> _What is required_: What appears from the first line of the data below through the line containing "use crate::shared::store::StoreError;", both included, should be copied exactly, and nothing else.

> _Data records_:
· · · · · · ·

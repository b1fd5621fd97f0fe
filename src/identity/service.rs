use argon2::password_hash::{rand_core::OsRng, PasswordHash, PasswordHasher, SaltString};
use argon2::{Argon2, PasswordVerifier};
use async_trait::async_trait;
use chrono::{DateTime, Utc};
use diesel::prelude::*;
use tokio::sync::RwLock;
use uuid::Uuid;

use super::{Profile, ProfileStatus, Role, Session, UpdateUserRequest};
use crate::shared::schema::{profiles, sessions};
use crate::shared::store::StoreError;
use crate::shared::utils::{opaque_token, DbPool};

pub fn hash_password(password: &str) -> Result<String, StoreError> {
    let salt = SaltString::generate(&mut OsRng);
    Argon2::default()
        .hash_password(password.as_bytes(), &salt)
        .map(|h| h.to_string())
        .map_err(|e| StoreError::Backend(format!("password hashing: {e}")))
}

pub fn verify_password(password: &str, hash: &str) -> bool {
    PasswordHash::new(hash)
        .map(|parsed| {
            Argon2::default()
                .verify_password(password.as_bytes(), &parsed)
                .is_ok()
        })
        .unwrap_or(false)
}

#[async_trait]
pub trait ProfileStore: Send + Sync {
    async fn list(&self) -> Vec<Profile>;
    async fn get(&self, id: Uuid) -> Option<Profile>;
    async fn find_by_email(&self, email: &str) -> Option<Profile>;
    /// Profile plus password hash, for the login path only.
    async fn credentials(&self, email: &str) -> Option<(Profile, String)>;
    async fn create(&self, profile: Profile, password_hash: String) -> Result<Profile, StoreError>;
    async fn update(&self, id: Uuid, changes: UpdateUserRequest) -> Result<Profile, StoreError>;
    async fn set_status(&self, id: Uuid, status: ProfileStatus) -> Result<Profile, StoreError>;
}

#[async_trait]
pub trait SessionStore: Send + Sync {
    async fn create(&self, profile: &Profile) -> Result<Session, StoreError>;
    async fn find(&self, token: &str) -> Option<Session>;
    async fn delete(&self, token: &str) -> Result<(), StoreError>;
}

fn apply_changes(profile: &mut Profile, changes: UpdateUserRequest) {
    if let Some(email) = changes.email {
        profile.email = email;
    }
    if let Some(display_name) = changes.display_name {
        profile.display_name = display_name;
    }
    if let Some(role) = changes.role {
        profile.role = role;
    }
    if let Some(organization) = changes.organization {
        profile.organization = organization;
    }
    if let Some(avatar_url) = changes.avatar_url {
        profile.avatar_url = Some(avatar_url);
    }
}

pub struct MemoryProfileStore {
    rows: RwLock<Vec<(Profile, String)>>,
}

impl MemoryProfileStore {
    pub fn new() -> Self {
        MemoryProfileStore {
            rows: RwLock::new(Vec::new()),
        }
    }

    /// Demo roster used in mock mode. All fixture accounts share one
    /// password so local walkthroughs do not need a credential sheet.
    pub fn seeded() -> Self {
        let demo_hash = hash_password("bundlr-demo").unwrap_or_default();
        let seed = |email: &str, name: &str, role: Role| -> (Profile, String) {
            (
                Profile {
                    id: Uuid::new_v4(),
                    email: email.to_string(),
                    display_name: name.to_string(),
                    role,
                    status: ProfileStatus::Active,
                    organization: "bundlr".to_string(),
                    avatar_url: None,
                    created_at: Utc::now(),
                },
                demo_hash.clone(),
            )
        };
        MemoryProfileStore {
            rows: RwLock::new(vec![
                seed("ana@bundlr.studio", "Ana Duarte", Role::Admin),
                seed("marco@bundlr.studio", "Marco Lima", Role::AccountManager),
                seed("sofia@bundlr.studio", "Sofia Reis", Role::PodLead),
                seed("teo@bundlr.studio", "Teo Alves", Role::Qa),
                seed("iris@bundlr.studio", "Iris Campos", Role::Designer),
            ]),
        }
    }
}

impl Default for MemoryProfileStore {
    fn default() -> Self {
        Self::new()
    }
}

#[async_trait]
impl ProfileStore for MemoryProfileStore {
    async fn list(&self) -> Vec<Profile> {
        self.rows.read().await.iter().map(|(p, _)| p.clone()).collect()
    }

    async fn get(&self, id: Uuid) -> Option<Profile> {
        self.rows
            .read()
            .await
            .iter()
            .find(|(p, _)| p.id == id)
            .map(|(p, _)| p.clone())
    }

    async fn find_by_email(&self, email: &str) -> Option<Profile> {
        self.rows
            .read()
            .await
            .iter()
            .find(|(p, _)| p.email.eq_ignore_ascii_case(email))
            .map(|(p, _)| p.clone())
    }

    async fn credentials(&self, email: &str) -> Option<(Profile, String)> {
        self.rows
            .read()
            .await
            .iter()
            .find(|(p, _)| p.email.eq_ignore_ascii_case(email))
            .cloned()
    }

    async fn create(&self, profile: Profile, password_hash: String) -> Result<Profile, StoreError> {
        let mut rows = self.rows.write().await;
        if rows.iter().any(|(p, _)| p.email.eq_ignore_ascii_case(&profile.email)) {
            return Err(StoreError::Conflict(format!(
                "email {} already registered",
                profile.email
            )));
        }
        rows.push((profile.clone(), password_hash));
        Ok(profile)
    }

    async fn update(&self, id: Uuid, changes: UpdateUserRequest) -> Result<Profile, StoreError> {
        let mut rows = self.rows.write().await;
        let (profile, _) = rows
            .iter_mut()
            .find(|(p, _)| p.id == id)
            .ok_or(StoreError::NotFound("user"))?;
        apply_changes(profile, changes);
        Ok(profile.clone())
    }

    async fn set_status(&self, id: Uuid, status: ProfileStatus) -> Result<Profile, StoreError> {
        let mut rows = self.rows.write().await;
        let (profile, _) = rows
            .iter_mut()
            .find(|(p, _)| p.id == id)
            .ok_or(StoreError::NotFound("user"))?;
        profile.status = status;
        Ok(profile.clone())
    }
}

pub struct MemorySessionStore {
    rows: RwLock<Vec<Session>>,
}

impl MemorySessionStore {
    pub fn new() -> Self {
        MemorySessionStore {
            rows: RwLock::new(Vec::new()),
        }
    }
}

impl Default for MemorySessionStore {
    fn default() -> Self {
        Self::new()
    }
}

#[async_trait]
impl SessionStore for MemorySessionStore {
    async fn create(&self, profile: &Profile) -> Result<Session, StoreError> {
        let session = Session {
            token: opaque_token(),
            profile_id: profile.id,
            display_name: profile.display_name.clone(),
            created_at: Utc::now(),
        };
        self.rows.write().await.push(session.clone());
        Ok(session)
    }

    async fn find(&self, token: &str) -> Option<Session> {
        self.rows
            .read()
            .await
            .iter()
            .find(|s| s.token == token)
            .cloned()
    }

    async fn delete(&self, token: &str) -> Result<(), StoreError> {
        self.rows.write().await.retain(|s| s.token != token);
        Ok(())
    }
}

#[derive(Debug, Clone, Queryable, Insertable, AsChangeset)]
#[diesel(table_name = profiles)]
struct ProfileRow {
    id: Uuid,
    email: String,
    display_name: String,
    role: String,
    status: String,
    organization: String,
    avatar_url: Option<String>,
    password_hash: String,
    created_at: DateTime<Utc>,
}

impl ProfileRow {
    fn into_profile(self) -> Profile {
        Profile {
            id: self.id,
            email: self.email,
            display_name: self.display_name,
            role: Role::from_wire(&self.role),
            status: ProfileStatus::from_wire(&self.status),
            organization: self.organization,
            avatar_url: self.avatar_url,
            created_at: self.created_at,
        }
    }

    fn from_profile(profile: &Profile, password_hash: String) -> Self {
        ProfileRow {
            id: profile.id,
            email: profile.email.clone(),
            display_name: profile.display_name.clone(),
            role: profile.role.as_wire().to_string(),
            status: profile.status.as_wire().to_string(),
            organization: profile.organization.clone(),
            avatar_url: profile.avatar_url.clone(),
            password_hash,
            created_at: profile.created_at,
        }
    }
}

pub struct PgProfileStore {
    pool: DbPool,
}

impl PgProfileStore {
    pub fn new(pool: DbPool) -> Self {
        PgProfileStore { pool }
    }

    fn load_by_email(&self, email: &str) -> Result<ProfileRow, StoreError> {
        let mut conn = self.pool.get()?;
        profiles::table
            .filter(profiles::email.eq(email))
            .first::<ProfileRow>(&mut conn)
            .map_err(StoreError::from)
    }
}

#[async_trait]
impl ProfileStore for PgProfileStore {
    async fn list(&self) -> Vec<Profile> {
        let mut conn = match self.pool.get() {
            Ok(conn) => conn,
            Err(e) => {
                log::error!("profile list degraded to empty: {e}");
                return Vec::new();
            }
        };
        match profiles::table
            .order(profiles::created_at.desc())
            .load::<ProfileRow>(&mut conn)
        {
            Ok(rows) => rows.into_iter().map(ProfileRow::into_profile).collect(),
            Err(e) => {
                log::error!("profile list degraded to empty: {e}");
                Vec::new()
            }
        }
    }

    async fn get(&self, id: Uuid) -> Option<Profile> {
        let mut conn = self.pool.get().ok()?;
        profiles::table
            .filter(profiles::id.eq(id))
            .first::<ProfileRow>(&mut conn)
            .ok()
            .map(ProfileRow::into_profile)
    }

    async fn find_by_email(&self, email: &str) -> Option<Profile> {
        self.load_by_email(email).ok().map(ProfileRow::into_profile)
    }

    async fn credentials(&self, email: &str) -> Option<(Profile, String)> {
        let row = self.load_by_email(email).ok()?;
        let hash = row.password_hash.clone();
        Some((row.into_profile(), hash))
    }

    async fn create(&self, profile: Profile, password_hash: String) -> Result<Profile, StoreError> {
        let mut conn = self.pool.get()?;
        let row = ProfileRow::from_profile(&profile, password_hash);
        diesel::insert_into(profiles::table)
            .values(&row)
            .execute(&mut conn)?;
        Ok(profile)
    }

    async fn update(&self, id: Uuid, changes: UpdateUserRequest) -> Result<Profile, StoreError> {
        let mut conn = self.pool.get()?;
        let row: ProfileRow = profiles::table
            .filter(profiles::id.eq(id))
            .first(&mut conn)
            .map_err(|_| StoreError::NotFound("user"))?;

        let mut profile = row.into_profile();
        apply_changes(&mut profile, changes);

        diesel::update(profiles::table.filter(profiles::id.eq(id)))
            .set((
                profiles::email.eq(profile.email.clone()),
                profiles::display_name.eq(profile.display_name.clone()),
                profiles::role.eq(profile.role.as_wire().to_string()),
                profiles::organization.eq(profile.organization.clone()),
                profiles::avatar_url.eq(profile.avatar_url.clone()),
            ))
            .execute(&mut conn)?;
        Ok(profile)
    }

    async fn set_status(&self, id: Uuid, status: ProfileStatus) -> Result<Profile, StoreError> {
        let mut conn = self.pool.get()?;
        diesel::update(profiles::table.filter(profiles::id.eq(id)))
            .set(profiles::status.eq(status.as_wire().to_string()))
            .execute(&mut conn)?;

        let row: ProfileRow = profiles::table
            .filter(profiles::id.eq(id))
            .first(&mut conn)
            .map_err(|_| StoreError::NotFound("user"))?;
        Ok(row.into_profile())
    }
}

#[derive(Debug, Clone, Queryable, Insertable)]
#[diesel(table_name = sessions)]
struct SessionRow {
    token: String,
    profile_id: Uuid,
    display_name: String,
    created_at: DateTime<Utc>,
}

pub struct PgSessionStore {
    pool: DbPool,
}

impl PgSessionStore {
    pub fn new(pool: DbPool) -> Self {
        PgSessionStore { pool }
    }
}

#[async_trait]
impl SessionStore for PgSessionStore {
    async fn create(&self, profile: &Profile) -> Result<Session, StoreError> {
        let mut conn = self.pool.get()?;
        let row = SessionRow {
            token: opaque_token(),
            profile_id: profile.id,
            display_name: profile.display_name.clone(),
            created_at: Utc::now(),
        };
        diesel::insert_into(sessions::table)
            .values(&row)
            .execute(&mut conn)?;
        Ok(Session {
            token: row.token,
            profile_id: row.profile_id,
            display_name: row.display_name,
            created_at: row.created_at,
        })
    }

    async fn find(&self, token: &str) -> Option<Session> {
        let mut conn = self.pool.get().ok()?;
        sessions::table
            .filter(sessions::token.eq(token))
            .first::<SessionRow>(&mut conn)
            .ok()
            .map(|row| Session {
                token: row.token,
                profile_id: row.profile_id,
                display_name: row.display_name,
                created_at: row.created_at,
            })
    }

    async fn delete(&self, token: &str) -> Result<(), StoreError> {
        let mut conn = self.pool.get()?;
        diesel::delete(sessions::table.filter(sessions::token.eq(token))).execute(&mut conn)?;
        Ok(())
    }
}

#[cfg(test)]
mod tests {
    use super::*;

    #[test]
    fn password_hash_verifies_and_rejects() {
        let hash = hash_password("bundlr-demo").unwrap();
        assert!(verify_password("bundlr-demo", &hash));
        assert!(!verify_password("wrong", &hash));
        assert!(!verify_password("bundlr-demo", "not-a-phc-string"));
    }

    #[tokio::test]
    async fn duplicate_email_is_a_conflict() {
        let store = MemoryProfileStore::seeded();
        let existing = store.find_by_email("ana@bundlr.studio").await.unwrap();
        let dup = Profile {
            id: Uuid::new_v4(),
            email: existing.email.clone(),
            display_name: "Impostor".to_string(),
            role: Role::Developer,
            status: ProfileStatus::Pending,
            organization: "bundlr".to_string(),
            avatar_url: None,
            created_at: Utc::now(),
        };
        let err = store.create(dup, "hash".to_string()).await.unwrap_err();
        assert!(matches!(err, StoreError::Conflict(_)));
    }

    #[tokio::test]
    async fn deactivate_keeps_record_around() {
        let store = MemoryProfileStore::seeded();
        let user = store.find_by_email("teo@bundlr.studio").await.unwrap();
        store
            .set_status(user.id, ProfileStatus::Inactive)
            .await
            .unwrap();
        let after = store.get(user.id).await.unwrap();
        assert_eq!(after.status, ProfileStatus::Inactive);
        assert_eq!(store.list().await.len(), 5);
    }
}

· · · · · · ·

> _Task answer_:
repository b1fd5621fd97f0fe
filename src/identity/service.rs
use argon2::password_hash::{rand_core::OsRng, PasswordHash, PasswordHasher, SaltString};
use argon2::{Argon2, PasswordVerifier};
use async_trait::async_trait;
use chrono::{DateTime, Utc};
use diesel::prelude::*;
use tokio::sync::RwLock;
use uuid::Uuid;

use super::{Profile, ProfileStatus, Role, Session, UpdateUserRequest};
use crate::shared::schema::{profiles, sessions};
use crate::shared::store::StoreError;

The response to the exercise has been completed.